How Do We Counter Hate Speech in Italy?

Vittoria Tonini, Simona Frenda, Marco Antonio Stranisci, Viviana Patti


Abstract
The phenomenon of online hate speech is a growing challenge and various organisations try to prevent its spread answering promptly to hateful messages online. In this context, we propose a new dataset of activists’ and users’ comments on Facebook reacting to specific news headlines: AmnestyCounterHS. Taking into account the literature on counterspeech, we defined a new schema of annotation and applied it to our dataset, in order to examine the most used counter-narrative strategies in Italy. This research aims to support the future development of automatic counterspeech generation.

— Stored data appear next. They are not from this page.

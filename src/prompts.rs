//! Prompt templates for the LLM-backed stages.
//!
//! Each stage has one template with `{placeholder}` slots. The built-in
//! defaults below are used unless [`PromptSet::from_dir`] finds an override
//! file for that stage (`split.txt`, `summary.txt`, `glossary.txt`,
//! `insights.txt`, `questions.txt`).
//!
//! Only the placeholders listed for a template are substituted, so literal
//! JSON braces in a template need no escaping.

use crate::error::DigestError;
use std::path::Path;
use tracing::debug;

/// Split the full paper text into titled sections. Placeholder: `{text}`.
pub const DEFAULT_SPLIT_PROMPT: &str = r#"You are an expert reader of academic papers. Split the paper text below into its logical sections.

Rules:
- Use the paper's own section headings as titles (e.g. "Abstract", "Introduction", "Method", "Experiments", "Conclusion").
- Keep the original text of each section as its content; do not summarise.
- Skip references, acknowledgements and page furniture (headers, footers, page numbers).

Return ONLY a JSON array, no commentary:
[{"title": "...", "content": "..."}]

Paper text:
"""
{text}
""""#;

/// Summarise one section. Placeholders: `{title}`, `{content}`.
pub const DEFAULT_SUMMARY_PROMPT: &str = r#"Summarise the following section of an academic paper for a careful reader.

Write 3-6 sentences covering the section's purpose, its key claims or methods, and any numbers that matter. Output plain prose only.

Section title: {title}

Section content:
"""
{content}
""""#;

/// Extract glossary terms from one section.
/// Placeholders: `{title}`, `{summary}`, `{content}`.
pub const DEFAULT_GLOSSARY_PROMPT: &str = r#"From the section below, extract the technical terms a newcomer would need explained.

Return ONLY a JSON array, no commentary:
[{"term": "...", "definition": "one or two sentences"}]

Return [] if there are no such terms.

Section title: {title}
Summary: {summary}

Content:
"""
{content}
""""#;

/// Extract insights from one section.
/// Placeholders: `{title}`, `{summary}`, `{content}`.
pub const DEFAULT_INSIGHTS_PROMPT: &str = r#"Read the section below and state its most important insights: non-obvious findings, design decisions, or implications.

Return a bulleted list, one insight per line, starting each line with "- ". No other text.

Section title: {title}
Summary: {summary}

Content:
"""
{content}
""""#;

/// Generate review questions for one section.
/// Placeholders: `{title}`, `{summary}`, `{content}`.
pub const DEFAULT_QUESTIONS_PROMPT: &str = r#"Write questions that test a reader's understanding of the section below. Prefer questions about why and how over recall of facts.

Return a bulleted list, one question per line, starting each line with "- ". No other text.

Section title: {title}
Summary: {summary}

Content:
"""
{content}
""""#;

/// The five stage templates.
#[derive(Debug, Clone, PartialEq, Eq)]
pub struct PromptSet {
    pub split: String,
    pub summary: String,
    pub glossary: String,
    pub insights: String,
    pub questions: String,
}

impl Default for PromptSet {
    fn default() -> Self {
        Self {
            split: DEFAULT_SPLIT_PROMPT.to_string(),
            summary: DEFAULT_SUMMARY_PROMPT.to_string(),
            glossary: DEFAULT_GLOSSARY_PROMPT.to_string(),
            insights: DEFAULT_INSIGHTS_PROMPT.to_string(),
            questions: DEFAULT_QUESTIONS_PROMPT.to_string(),
        }
    }
}

impl PromptSet {
    /// Load overrides from `dir`, keeping the default for every missing file.
    pub async fn from_dir(dir: &Path) -> Result<Self, DigestError> {
        let mut set = Self::default();
        for (file, slot) in [
            ("split.txt", &mut set.split),
            ("summary.txt", &mut set.summary),
            ("glossary.txt", &mut set.glossary),
            ("insights.txt", &mut set.insights),
            ("questions.txt", &mut set.questions),
        ] {
            let path = dir.join(file);
            match tokio::fs::read_to_string(&path).await {
                Ok(text) => {
                    debug!("Loaded prompt override {}", path.display());
                    *slot = text;
                }
                Err(e) if e.kind() == std::io::ErrorKind::NotFound => {
                    debug!("No {} in {}, using built-in prompt", file, dir.display());
                }
                Err(source) => return Err(DigestError::PromptLoadFailed { path, source }),
            }
        }
        Ok(set)
    }
}

/// Substitute `{key}` for each `(key, value)` pair.
///
/// Values are inserted verbatim and are not rescanned, so a section that
/// happens to contain `{title}` is left intact.
pub fn render(template: &str, vars: &[(&str, &str)]) -> String {
    let mut out = String::with_capacity(template.len() + vars.iter().map(|(_, v)| v.len()).sum::<usize>());
    let mut rest = template;
    'scan: while let Some(open) = rest.find('{') {
        out.push_str(&rest[..open]);
        let tail = &rest[open..];
        for (key, value) in vars {
            let needle_len = key.len() + 2;
            if tail.len() >= needle_len
                && tail[1..].starts_with(key)
                && tail.as_bytes()[needle_len - 1] == b'}'
            {
                out.push_str(value);
                rest = &tail[needle_len..];
                continue 'scan;
            }
        }
        out.push('{');
        rest = &tail[1..];
    }
    out.push_str(rest);
    out
}

#[cfg(test)]
mod tests {
    use super::*;

    #[test]
    fn render_substitutes_known_keys() {
        let out = render("T={title} C={content}", &[("title", "Intro"), ("content", "body")]);
        assert_eq!(out, "T=Intro C=body");
    }

    #[test]
    fn render_leaves_json_braces_alone() {
        let out = render(r#"[{"term": "..."}] {text}"#, &[("text", "paper")]);
        assert_eq!(out, r#"[{"term": "..."}] paper"#);
    }

    #[test]
    fn render_does_not_rescan_values() {
        let out = render("{content}/{title}", &[("title", "A"), ("content", "{title}")]);
        assert_eq!(out, "{title}/A");
    }

    #[test]
    fn default_prompts_have_their_placeholders() {
        let p = PromptSet::default();
        assert!(p.split.contains("{text}"));
        assert!(p.summary.contains("{title}") && p.summary.contains("{content}"));
        for t in [&p.glossary, &p.insights, &p.questions] {
            assert!(t.contains("{title}") && t.contains("{summary}") && t.contains("{content}"));
        }
    }

    #[tokio::test]
    async fn from_dir_overrides_only_present_files() {
        let dir = tempfile::tempdir().unwrap();
        std::fs::write(dir.path().join("summary.txt"), "SUMMARY {title}").unwrap();
        let set = PromptSet::from_dir(dir.path()).await.unwrap();
        assert_eq!(set.summary, "SUMMARY {title}");
        assert_eq!(set.split, DEFAULT_SPLIT_PROMPT);
    }
}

This paper presents also a comparative analysis of our dataset with other two datasets in Italian (Counter-TWIT and multilingual CONAN) containing hate speech and counter narratives. Through this analysis, we will understand how the environment (artificial vs. ecological) and the topics of discussions online influence the nature of counter narratives. Our findings highlight the predominance of negative sentiment and emotions, the varying presence of stereotypes, and the strategic differences in counter narratives across dataset.
Anthology ID:
2024.clicit-1.103
Volume:
Proceedings of the 10th Italian Conference on Computational Linguistics (CLiC-it 2024)
Month:
December
Year:
2024
Address:
Pisa, Italy
Editors:
Felice Dell'Orletta, Alessandro Lenci, Simonetta Montemagni, Rachele Sprugnoli
Venue:
CLiC-it
SIG:
Publisher:
CEUR Workshop Proceedings
Note:
Pages:
955–966
Language:
URL:
https://aclanthology.org/2024.clicit-1.103/
DOI:
Bibkey:
Cite (ACL):
Vittoria Tonini, Simona Frenda, Marco Antonio Stranisci, and Viviana Patti. 2024. How Do We Counter Hate Speech in Italy?. In Proceedings of the 10th Italian Conference on Computational Linguistics (CLiC-it 2024), pages 955–966, Pisa, Italy. CEUR Workshop Proceedings.
Cite (Informal):
How Do We Counter Hate Speech in Italy? (Tonini et al., CLiC-it 2024)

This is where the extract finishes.